The following diagram depicts a simple voice application. The application consists of a main document, "doc1" that serves as the application entrypoint, an application root document, "app_root", that provides shared application resources, and two additional VoiceXML documents, "doc2" and "doc3". * "doc1" references the external grammar located in the file "gram1". * "doc2" refers to the external grammars located in the files "gram2" and "gram3". * "doc3" refers to the external grammar located in the file "gram4". * The application flows from "doc1" to "doc2" and from "doc2" to "doc3".
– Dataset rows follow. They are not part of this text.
//! Prompt-only code analysis tool.
//!
//! Executes nothing. It restructures a code snippet into facts the model can
//! reason over in its next step, which keeps the tool safe by construction.

use async_trait::async_trait;
use serde::{Deserialize, Serialize};
use serde_json::Value;

use crate::error::ToolError;
use crate::tool::Tool;

/// Arguments for [`AnalyzeCodeTool`].
#[derive(Debug, Clone, Serialize, Deserialize)]
pub struct AnalyzeCodeArgs {
    /// The code to analyze.
    pub code: String,
    /// Optional question to focus the analysis.
    #[serde(default, skip_serializing_if = "Option::is_none")]
    pub question: Option<String>,
}

/// Structural facts about a snippet.
#[derive(Debug, Clone, Serialize, Deserialize)]
pub struct CodeAnalysis {
    /// Number of lines.
    pub lines: usize,
    /// Number of non-blank lines.
    pub non_blank_lines: usize,
    /// Number of characters.
    pub chars: usize,
    /// The question passed in, echoed for the model.
    #[serde(skip_serializing_if = "Option::is_none")]
    pub question: Option<String>,
    /// The code itself, for the model to reason over.
    pub code: String,
}

/// Summarizes a code snippet structurally without executing it.
#[derive(Debug, Clone, Copy, Default)]
pub struct AnalyzeCodeTool;

#[async_trait]
impl Tool for AnalyzeCodeTool {
    const NAME: &'static str = "analyze_code";
    type Args = AnalyzeCodeArgs;
    type Output = CodeAnalysis;
    type Error = ToolError;

    fn description(&self) -> String {
        "Analyze a code snippet structurally; never executes anything.".to_owned()
    }

    fn parameters_schema(&self) -> Value {
        serde_json::json!({
            "type": "object",
            "properties": {
                "code": {"type": "string", "description": "The code to analyze"},
                "question": {"type": "string", "description": "Optional question to focus on"}
            },
            "required": ["code"]
        })
    }

    async fn call(&self, args: Self::Args) -> Result<Self::Output, Self::Error> {
        let lines = args.code.lines().count();
        let non_blank_lines = args.code.lines().filter(|l| !l.trim().is_empty()).count();
        Ok(CodeAnalysis {
            lines,
            non_blank_lines,
            chars: args.code.chars().count(),
            question: args.question,
            code: args.code,
        })
    }
}
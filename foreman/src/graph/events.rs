//! Events emitted by [`super::AgentGraph::stream`].

use std::pin::Pin;

use futures::Stream;
use serde::{Deserialize, Serialize};
use serde_json::Value;

use crate::state::PendingAction;

/// One named tool invocation, as surfaced to the UI.
#[derive(Debug, Clone, PartialEq, Serialize, Deserialize)]
pub struct ToolCallInfo {
    /// Tool name.
    pub name: String,
    /// Tool arguments.
    pub args: Value,
}

/// Semantic events emitted during a graph run.
///
/// These are the UI's only window into a run: no sub-token output, just the
/// milestones a chat surface renders (routing, tool activity, the approval
/// pause, completion).
#[derive(Debug, Clone, PartialEq, Serialize, Deserialize)]
#[serde(tag = "type", rename_all = "snake_case")]
#[non_exhaustive]
pub enum AgentEvent {
    /// A worker node was entered.
    WorkerStarted {
        /// The worker's name.
        worker: String,
    },

    /// The supervisor chose a non-END next node.
    Routing {
        /// The chosen node.
        next: String,
    },

    /// The assistant message contained tool calls.
    ToolCall {
        /// All calls in the message, in order.
        tools: Vec<ToolCallInfo>,
    },

    /// A tool-result message was appended after execution.
    ToolResult {
        /// The textual result.
        result: String,
    },

    /// The graph paused at human approval.
    ApprovalRequired {
        /// The deferred action awaiting a decision.
        action: PendingAction,
    },

    /// END was reached with a final response.
    Complete {
        /// The user-visible answer.
        response: String,
    },

    /// An error was caught in the top-level stream body.
    Error {
        /// Sanitized description.
        message: String,
    },

    /// Reserved for future token streaming.
    Token {
        /// The token text.
        token: String,
    },
}

/// Type alias for the boxed stream of events.
pub type EventStream = Pin<Box<dyn Stream<Item = AgentEvent> + Send>>;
Using Subdialogs:- A subdialog is a self-contained, reusable VoiceXML component. To maintain encapsulation, subdialogs do not have access to the execution context of their user. The execution context includes the variables defined in the calling dialog as well as the resources defined in the application root document pointed to by the VoiceXML document containing the calling dialog. The subdialog element allows you to call a self-contained VoiceXML dialog. In addition to passing parameters to the called dialog via param elements, the called dialog can return values to the caller via the return element. Whether or not you return data from a subdialog, you should always include the return element in the dialog called by the subdialog element to properly return to the execution context of the caller. Just before the subdialog is executed the VoiceXML interpreter suspends the execution context of the caller including all event handlers, grammars, links, scripts, and variables in any scope (dialog, document, application). The VoiceXML interpreter creates a new execution context for the subdialog while it executes. This context is destroyed when the subdialog returns.